I think there might be room for another List implementation in the JDK,
one that fits in between ArrayList and LinkedHashMap. I've been looking
for something to manage lists of listeners (which allow arbitrary
removal), must be called in order, and should handle duplicates (at
their respective positions). Both ArrayList and LinkedHashMap are
close. LinkedHashMap has quite some overhead (Entry instance per
element) and poor cache locality while iterating and doesn't allow
duplicates. ArrayList has poor remove performance.
It should offer O(1) performance for add(Last), contains, remove(T) and
near O(1) performance for operations that operate near the head/tail of
the list (like getFirst, getLast, removeFirst, removeLast).
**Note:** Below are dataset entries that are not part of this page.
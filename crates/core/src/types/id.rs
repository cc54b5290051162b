//! Newtype IDs for type-safe entity references.
//!
//! Storefront identifiers are opaque strings (`"1"`, `"PED001"`, a registration
//! timestamp), so the wrappers hold a `String` rather than a number.

/// Macro to define a type-safe string ID wrapper.
///
/// Creates a newtype wrapper around `String` with:
/// - `Serialize`/`Deserialize` with `#[serde(transparent)]`
/// - `Debug`, `Clone`, `PartialEq`, `Eq`, `Hash`, `PartialOrd`, `Ord`
/// - Conversion methods: `new()`, `as_str()`, `into_inner()`
/// - `From<&str>`, `From<String>` and `Display` implementations
///
/// # Example
///
/// ```rust
/// # use encantado_core::define_id;
/// define_id!(UserId);
/// define_id!(OrderId);
///
/// let user_id = UserId::new("1");
/// let order_id = OrderId::new("PED001");
/// assert_eq!(order_id.as_str(), "PED001");
///
/// // These are different types, so this won't compile:
/// // let _: UserId = order_id;
/// ```
#[macro_export]
macro_rules! define_id {
    ($name:ident) => {
        #[derive(
            Debug,
            Clone,
            PartialEq,
            Eq,
            Hash,
            PartialOrd,
            Ord,
            ::serde::Serialize,
            ::serde::Deserialize
        )]
        #[serde(transparent)]
        pub struct $name(String);

        impl $name {
            /// Create a new ID from any string-like value.
            #[must_use]
            pub fn new(id: impl Into<String>) -> Self {
                Self(id.into())
            }

            /// Get the underlying string value.
            #[must_use]
            pub fn as_str(&self) -> &str {
                &self.0
            }

            /// Consume the ID and return the inner string.
            #[must_use]
            pub fn into_inner(self) -> String {
                self.0
            }
        }

        impl ::core::fmt::Display for $name {
            fn fmt(&self, f: &mut ::core::fmt::Formatter<'_>) -> ::core::fmt::Result {
                f.write_str(&self.0)
            }
        }

        impl From<&str> for $name {
            fn from(id: &str) -> Self {
                Self(id.to_owned())
            }
        }

        impl From<String> for $name {
            fn from(id: String) -> Self {
                Self(id)
            }
        }

        impl AsRef<str> for $name {
            fn as_ref(&self) -> &str {
                &self.0
            }
        }
    };
}

// Define standard entity IDs
define_id!(UserId);
define_id!(ProductId);
define_id!(OrderId);
define_id!(AddressId);

#[cfg(test)]
#[allow(clippy::unwrap_used)]
mod tests {
    use super::*;

    #[test]
    fn test_display_is_raw_value() {
        assert_eq!(OrderId::new("PED001").to_string(), "PED001");
    }

    #[test]
    fn test_serde_transparent() {
        let id = ProductId::from("3");
        let json = serde_json::to_string(&id).unwrap();
        assert_eq!(json, "\"3\"");

        let parsed: ProductId = serde_json::from_str(&json).unwrap();
        assert_eq!(parsed, id);
    }

    #[test]
    fn test_ordering_is_lexicographic() {
        assert!(UserId::new("1") < UserId::new("2"));
        assert!(UserId::new("10") < UserId::new("2"));
    }
}
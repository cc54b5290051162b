//! Historical order record.

use chrono::NaiveDate;
use rust_decimal::Decimal;
use serde::{Deserialize, Serialize};

use encantado_core::{OrderId, OrderStatus};

use super::{Address, CartItem};

/// A past order. Immutable once constructed.
///
/// `total` is the amount charged and is stored as-is rather than derived from
/// `items`, since it may include shipping or discounts.
#[derive(Debug, Clone, PartialEq, Eq, Serialize, Deserialize)]
pub struct Order {
    pub id: OrderId,
    pub date: NaiveDate,
    pub status: OrderStatus,
    pub total: Decimal,
    pub items: Vec<CartItem>,
    pub address: Address,
}

impl Order {
    /// Total number of units across all items.
    #[must_use]
    pub fn item_count(&self) -> u32 {
        self.items
            .iter()
            .fold(0u32, |count, item| count.saturating_add(item.quantity))
    }
}
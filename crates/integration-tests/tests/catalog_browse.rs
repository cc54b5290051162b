//! Integration tests for catalog browsing and add-to-cart.
//!
//! Run with: cargo test -p encantado-integration-tests

#![allow(clippy::unwrap_used, clippy::indexing_slicing)]

use rust_decimal::Decimal;

use encantado_integration_tests::app_state;
use encantado_storefront::StorefrontError;
use encantado_storefront::cart::CartError;
use encantado_storefront::catalog::{ProductFilter, SortOrder};
use encantado_storefront::state::AddToCart;

fn pick(id: &str, color: &str, size: &str) -> AddToCart {
    AddToCart {
        color: Some(color.to_string()),
        size: Some(size.to_string()),
        ..AddToCart::new(id)
    }
}

#[test]
fn test_category_page_then_add_cheapest() {
    let mut state = app_state();
    let category = state.catalog().category("decoracao").unwrap();
    let filter = ProductFilter {
        category: Some(category.slug.clone()),
        ..ProductFilter::default()
    };
    let cheapest = state.catalog().browse(&filter, SortOrder::PriceLow)[0].id.clone();
    assert_eq!(cheapest.as_str(), "6");

    state
        .add_product(pick(cheapest.as_str(), "bege", "Grande (15cm)"))
        .unwrap();

    let item = &state.session().cart().items()[0];
    assert_eq!(item.name, "Porta-Retrato Família");
    assert_eq!(item.unit_price, Decimal::new(2890, 2));
    assert_eq!(
        item.customization.as_deref(),
        Some("Cor: bege, Tamanho: Grande (15cm)")
    );
}

#[test]
fn test_unknown_category_falls_back() {
    let state = app_state();
    let category = state.catalog().category("brinquedos").unwrap();
    assert_eq!(category.slug, "decoracao");
}

#[test]
fn test_free_shipping_progress() {
    let mut state = app_state();
    state
        .add_product(pick("4", "vermelho", "Médio (12cm)"))
        .unwrap();
    state
        .add_product(pick("3", "verde", "Pequeno (8cm)"))
        .unwrap();

    let summary = state.session().summary();
    assert_eq!(summary.subtotal.amount, Decimal::new(9950, 2));
    assert_eq!(summary.shipping.to_string(), "R$ 15,90");
    assert_eq!(
        summary.remaining_for_free_shipping.unwrap().to_string(),
        "R$ 0,50"
    );

    state
        .add_product(pick("5", "azul", "Pequeno (8cm)"))
        .unwrap();
    let summary = state.session().summary();
    assert!(summary.is_free_shipping());
    assert_eq!(summary.total.to_string(), "R$ 108,00");
}

#[test]
fn test_selection_errors_leave_cart_untouched() {
    let mut state = app_state();

    let no_size = AddToCart {
        color: Some("rosa".to_string()),
        ..AddToCart::new("1")
    };
    let err = state.add_product(no_size).unwrap_err();
    assert_eq!(err, CartError::MissingOption("size"));
    assert_eq!(StorefrontError::from(err).title(), "Selecione as opções");

    let wrong_color = pick("1", "preto", "Pequeno (8cm)");
    assert!(matches!(
        state.add_product(wrong_color),
        Err(CartError::InvalidOption { option: "color", .. })
    ));

    let zero = AddToCart {
        quantity: 0,
        ..pick("1", "rosa", "Pequeno (8cm)")
    };
    assert_eq!(state.add_product(zero), Err(CartError::ZeroQuantity));

    assert!(state.session().cart().is_empty());
}

#[test]
fn test_promotion_product_can_be_bought() {
    let mut state = app_state();
    let promo = &state.catalog().promotions()[5];
    let id = promo.product.id.clone();
    assert!(promo.product.is_on_sale());

    state.quick_add(&id).unwrap();
    let line = state.session().cart().get(&id).unwrap();
    assert_eq!(line.quantity, 1);
    assert_eq!(line.customization, None);

    assert_eq!(
        state.add_product(AddToCart::new(id.as_str())),
        Err(CartError::MissingOption("color"))
    );
}

#[test]
fn test_selection_stores_listed_option_text() {
    let mut state = app_state();
    state
        .add_product(pick("2", "ROXO", "médio (12cm)"))
        .unwrap();
    assert_eq!(
        state.session().cart().items()[0].customization.as_deref(),
        Some("Cor: roxo, Tamanho: Médio (12cm)")
    );
}

#[test]
fn test_search_results_serialize() {
    let state = app_state();
    let results = state.catalog().search("topo");
    let json = serde_json::to_value(&results).unwrap();

    assert_eq!(json.as_array().unwrap().len(), 1);
    assert_eq!(json[0]["id"], "1");
    assert_eq!(json[0]["price"], "45.00");
    assert_eq!(json[0]["is_best_seller"], true);
}
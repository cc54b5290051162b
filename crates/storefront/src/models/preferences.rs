//! Account notification settings.

use serde::{Deserialize, Serialize};

/// Notification toggles on the account settings page.
#[derive(Debug, Clone, Copy, PartialEq, Eq, Serialize, Deserialize)]
#[allow(clippy::struct_excessive_bools)]
pub struct NotificationPreferences {
    pub email_notifications: bool,
    pub sms_notifications: bool,
    pub promotional_emails: bool,
    pub order_updates: bool,
    pub newsletter_subscription: bool,
}

impl Default for NotificationPreferences {
    fn default() -> Self {
        Self {
            email_notifications: true,
            sms_notifications: false,
            promotional_emails: true,
            order_updates: true,
            newsletter_subscription: true,
        }
    }
}
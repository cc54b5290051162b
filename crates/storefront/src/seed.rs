//! Built-in demo data: the test account, its order history and the catalog.

use chrono::NaiveDate;
use rust_decimal::Decimal;

use encantado_core::{AddressId, Email, OrderId, OrderStatus, ProductId, UserId};

use crate::models::{Address, CartItem, Category, Order, Product, Promotion, User};

/// Email of the built-in test account.
pub const DEMO_EMAIL: &str = "ana.silva@email.com";

const PLACEHOLDER_IMAGE: &str = "/api/placeholder/200/200";
const IMAGE_WEDDING: &str = "/assets/product-wedding.jpg";
const IMAGE_DECORATION: &str = "/assets/product-decoration.jpg";
const IMAGE_BABY: &str = "/assets/product-baby.jpg";
const IMAGE_CHRISTMAS: &str = "/assets/product-christmas.jpg";

/// The test account's saved home address.
#[must_use]
pub fn demo_address() -> Address {
    Address {
        id: AddressId::new("1"),
        name: "Casa".to_string(),
        street: "Rua das Flores".to_string(),
        number: "123".to_string(),
        complement: Some("Apt 45".to_string()),
        neighborhood: "Jardim Primavera".to_string(),
        city: "São Paulo".to_string(),
        state: "SP".to_string(),
        zip_code: "01234-567".to_string(),
    }
}

/// The test account profile (Ana Silva), logging in as `email`.
#[must_use]
pub fn demo_user(email: Email) -> User {
    User {
        id: UserId::new("1"),
        name: "Ana Silva".to_string(),
        email,
        phone: Some("(11) 99999-9999".to_string()),
        addresses: vec![demo_address()],
    }
}

fn line(
    id: &str,
    name: &str,
    unit_price: Decimal,
    quantity: u32,
    category: &str,
    customization: Option<&str>,
) -> CartItem {
    CartItem {
        product_id: ProductId::new(id),
        name: name.to_string(),
        unit_price,
        quantity,
        image: PLACEHOLDER_IMAGE.to_string(),
        category: category.to_string(),
        customization: customization.map(str::to_string),
    }
}

/// Order history shown for the test account.
#[must_use]
pub fn demo_orders() -> Vec<Order> {
    vec![
        Order {
            id: OrderId::new("PED001"),
            date: NaiveDate::from_ymd_opt(2024, 6, 15).unwrap_or_default(),
            status: OrderStatus::Delivered,
            total: Decimal::new(8990, 2),
            items: vec![
                line(
                    "1",
                    "Topo de Bolo Casal",
                    Decimal::new(4500, 2),
                    1,
                    "casamento",
                    Some("Vestido branco, terno azul"),
                ),
                line(
                    "2",
                    "Lembrancinha Coração",
                    Decimal::new(450, 2),
                    10,
                    "casamento",
                    None,
                ),
            ],
            address: demo_address(),
        },
        Order {
            id: OrderId::new("PED002"),
            date: NaiveDate::from_ymd_opt(2024, 6, 28).unwrap_or_default(),
            status: OrderStatus::Processing,
            total: Decimal::new(12_550, 2),
            items: vec![line(
                "3",
                "Kit Festa Infantil",
                Decimal::new(12_550, 2),
                1,
                "infantil",
                Some("Tema Unicórnio, nome: Sofia"),
            )],
            address: demo_address(),
        },
    ]
}

fn category(slug: &str, title: &str, description: &str) -> Category {
    Category {
        slug: slug.to_string(),
        title: title.to_string(),
        description: description.to_string(),
    }
}

/// Category pages. The first entry (`decoracao`) is the fallback for unknown slugs.
#[must_use]
pub fn categories() -> Vec<Category> {
    vec![
        category(
            "decoracao",
            "Decoração",
            "Peças únicas para decorar sua casa com charme e personalidade",
        ),
        category(
            "presentes",
            "Presentes",
            "Presentes especiais para momentos únicos",
        ),
        category(
            "personalizados",
            "Personalizados",
            "Criamos peças exclusivas do jeito que você sonhou",
        ),
        category(
            "casamento",
            "Casamento",
            "Lembrancinhas e decorações para o dia mais especial",
        ),
        category(
            "infantil",
            "Infantil",
            "Alegria e diversão em cada peça para os pequenos",
        ),
        category("natal", "Natal", "Magia natalina em cada detalhe"),
    ]
}

struct ProductSeed<'a> {
    id: &'a str,
    name: &'a str,
    price: Decimal,
    original_price: Option<Decimal>,
    image: &'a str,
    category: &'a str,
    rating: u8,
    colors: &'a [&'a str],
    themes: &'a [&'a str],
    is_new: bool,
    is_best_seller: bool,
}

impl ProductSeed<'_> {
    fn build(&self) -> Product {
        Product {
            id: ProductId::new(self.id),
            name: self.name.to_string(),
            price: self.price,
            original_price: self.original_price,
            image: self.image.to_string(),
            category: self.category.to_string(),
            rating: self.rating,
            colors: self.colors.iter().map(|c| (*c).to_string()).collect(),
            themes: self.themes.iter().map(|t| (*t).to_string()).collect(),
            sizes: ["Pequeno (8cm)", "Médio (12cm)", "Grande (15cm)"]
                .iter()
                .map(|s| (*s).to_string())
                .collect(),
            is_new: self.is_new,
            is_best_seller: self.is_best_seller,
        }
    }
}

/// Products listed on category pages, in relevance order.
#[must_use]
pub fn products() -> Vec<Product> {
    [
        ProductSeed {
            id: "1",
            name: "Topo de Bolo Casal Personalizado",
            price: Decimal::new(4500, 2),
            original_price: Some(Decimal::new(5500, 2)),
            image: IMAGE_WEDDING,
            category: "casamento",
            rating: 5,
            colors: &["branco", "rosa"],
            themes: &["casamento", "romântico"],
            is_new: false,
            is_best_seller: true,
        },
        ProductSeed {
            id: "2",
            name: "Kit Decoração Infantil Unicórnio",
            price: Decimal::new(8990, 2),
            original_price: None,
            image: IMAGE_BABY,
            category: "infantil",
            rating: 5,
            colors: &["rosa", "roxo", "branco"],
            themes: &["unicórnio", "infantil"],
            is_new: true,
            is_best_seller: false,
        },
        ProductSeed {
            id: "3",
            name: "Enfeites de Mesa Floral",
            price: Decimal::new(3200, 2),
            original_price: None,
            image: IMAGE_DECORATION,
            category: "decoracao",
            rating: 4,
            colors: &["verde", "rosa", "amarelo"],
            themes: &["floral", "primavera"],
            is_new: false,
            is_best_seller: true,
        },
        ProductSeed {
            id: "4",
            name: "Coleção Natal Encantado",
            price: Decimal::new(6750, 2),
            original_price: Some(Decimal::new(8500, 2)),
            image: IMAGE_CHRISTMAS,
            category: "natal",
            rating: 5,
            colors: &["vermelho", "verde", "dourado"],
            themes: &["natal", "inverno"],
            is_new: false,
            is_best_seller: false,
        },
        ProductSeed {
            id: "5",
            name: "Lembrancinha Borboleta",
            price: Decimal::new(850, 2),
            original_price: None,
            image: IMAGE_DECORATION,
            category: "lembrancinha",
            rating: 4,
            colors: &["azul", "rosa"],
            themes: &["natureza", "delicado"],
            is_new: true,
            is_best_seller: false,
        },
        ProductSeed {
            id: "6",
            name: "Porta-Retrato Família",
            price: Decimal::new(2890, 2),
            original_price: None,
            image: IMAGE_DECORATION,
            category: "decoracao",
            rating: 4,
            colors: &["bege", "marrom"],
            themes: &["família", "clássico"],
            is_new: false,
            is_best_seller: true,
        },
    ]
    .iter()
    .map(ProductSeed::build)
    .collect()
}

struct PromotionSeed<'a> {
    product: ProductSeed<'a>,
    discount_percent: u8,
    review_count: u32,
    limited_time: bool,
}

#[allow(clippy::too_many_arguments)]
const fn promo(
    id: &'static str,
    name: &'static str,
    price: Decimal,
    original: Decimal,
    image: &'static str,
    category: &'static str,
    rating: u8,
) -> ProductSeed<'static> {
    ProductSeed {
        id,
        name,
        price,
        original_price: Some(original),
        image,
        category,
        rating,
        colors: &[],
        themes: &[],
        is_new: false,
        is_best_seller: false,
    }
}

/// Products on the promotions page.
#[must_use]
pub fn promotions() -> Vec<Promotion> {
    [
        PromotionSeed {
            product: ProductSeed {
                is_best_seller: true,
                ..promo(
                    "1",
                    "Topo de Bolo Casal Personalizado",
                    Decimal::new(4500, 2),
                    Decimal::new(5500, 2),
                    IMAGE_WEDDING,
                    "casamento",
                    5,
                )
            },
            discount_percent: 18,
            review_count: 47,
            limited_time: true,
        },
        PromotionSeed {
            product: promo(
                "4",
                "Coleção Natal Encantado",
                Decimal::new(6750, 2),
                Decimal::new(8500, 2),
                IMAGE_CHRISTMAS,
                "natal",
                5,
            ),
            discount_percent: 21,
            review_count: 32,
            limited_time: true,
        },
        PromotionSeed {
            product: ProductSeed {
                is_best_seller: true,
                ..promo(
                    "8",
                    "Kit Festa Completo",
                    Decimal::new(12_000, 2),
                    Decimal::new(15_000, 2),
                    IMAGE_BABY,
                    "infantil",
                    5,
                )
            },
            discount_percent: 20,
            review_count: 28,
            limited_time: false,
        },
        PromotionSeed {
            product: promo(
                "9",
                "Lembrancinha Trio Especial",
                Decimal::new(2490, 2),
                Decimal::new(3500, 2),
                IMAGE_DECORATION,
                "lembrancinha",
                4,
            ),
            discount_percent: 29,
            review_count: 15,
            limited_time: true,
        },
        PromotionSeed {
            product: ProductSeed {
                is_best_seller: true,
                ..promo(
                    "10",
                    "Decoração Mesa Romântica",
                    Decimal::new(8990, 2),
                    Decimal::new(11_000, 2),
                    IMAGE_DECORATION,
                    "decoracao",
                    5,
                )
            },
            discount_percent: 18,
            review_count: 22,
            limited_time: false,
        },
        PromotionSeed {
            product: promo(
                "11",
                "Kit Baby Shower Deluxe",
                Decimal::new(15_600, 2),
                Decimal::new(19_500, 2),
                IMAGE_BABY,
                "infantil",
                5,
            ),
            discount_percent: 20,
            review_count: 19,
            limited_time: true,
        },
    ]
    .iter()
    .map(|seed| Promotion {
        product: seed.product.build(),
        discount_percent: seed.discount_percent,
        review_count: seed.review_count,
        limited_time: seed.limited_time,
        best_seller: seed.product.is_best_seller,
    })
    .collect()
}

#[cfg(test)]
#[allow(clippy::unwrap_used)]
mod tests {
    use super::*;

    #[test]
    fn test_demo_orders_reference_demo_address() {
        let address = demo_address();
        assert!(demo_orders().iter().all(|order| order.address == address));
    }

    #[test]
    fn test_product_ids_unique() {
        let products = products();
        let mut ids: Vec<_> = products.iter().map(|p| p.id.clone()).collect();
        ids.sort();
        ids.dedup();
        assert_eq!(ids.len(), products.len());
    }

    #[test]
    fn test_promotions_are_on_sale() {
        assert!(promotions().iter().all(|p| p.product.is_on_sale()));
    }

    #[test]
    fn test_demo_user_uses_given_email() {
        let user = demo_user(Email::parse(DEMO_EMAIL).unwrap());
        assert_eq!(user.email.as_str(), DEMO_EMAIL);
        assert_eq!(user.addresses.len(), 1);
    }
}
Iteration
performance would be similar to ArrayList. Basically an ArrayDeque, but
with fast contains/remove(T). The sacrifice made is poor index based
access (with the exception of the head/tail).
It should be useful as a queue as well that allows quick removal (in
order to cancel tasks for example, or to move a task up/down the queue).
--John
On 09/07/2022 21:33, Tagir Valeev wrote:
Note that nobody these days cares about LinkedList. Use-cases where
LinkedList outperforms careful use of ArrayList or ArrayDeque are next
to none. So saying that your data structure is better than LinkedList
is totally not a reason to add it to JDK. It should be better than
ArrayList and ArrayDeque.
Having a single data structure that provides list and deque interface
is a reasonable idea. However it would be much simpler to retrofit
existing data structure like ArrayDeque, rather than create a new data
structure. Here's an issue for this:
https://bugs.openjdk.org/browse/JDK-8143850
There were also discussions to enhance collections in general, adding
more useful methods like getFirst() or removeLast() to ArrayList, etc.
See for details:
https://bugs.openjdk.org/browse/JDK-8266572
To conclude, the idea of adding one more collection implementation
looks questionable to me. It will add more confusion when people need
to select which collection fits their needs better. It will require
more learning. This could be justified if there are clear benefits in
using it in real world problems, compared to existing collections. But
so far I don't see the examples of such problems.
With best regards,
Tagir Valeev
сб, 9 июл. 2022 г., 11:22 Rodion Efremov <codero...@gmail.com>:
Hello,
My benchmarking suggests, that, if nothing else, my
IndexedLinkedList outperforms gracefully the java.util.LinkedList,
so the use case should be the same (List<E> + Deque<E>
-interfaces) for both of the aforementioned data structures.
Best regards,
rodde
On Sat, Jul 9, 2022 at 11:19 AM Tagir Valeev <amae...@gmail.com>
wrote:
Hello!
Are there real world problems/use cases where
IndexedLinkedList would be preferred in terms of CPU/memory
usage over ArrayList?
сб, 9 июл. 2022 г., 07:18 Rodion Efremov <codero...@gmail.com>:
Data structure repo:
https://github.com/coderodde/IndexedLinkedList
Benchmark repo:
https://github.com/coderodde/IndexedLinkedListBenchmark
I have profiled my data structure and it seems it’s more
performant than java.util.LinkedList or TreeList, if
nothing else.
So, is there any chance of including IndexedLinkedList to JDK?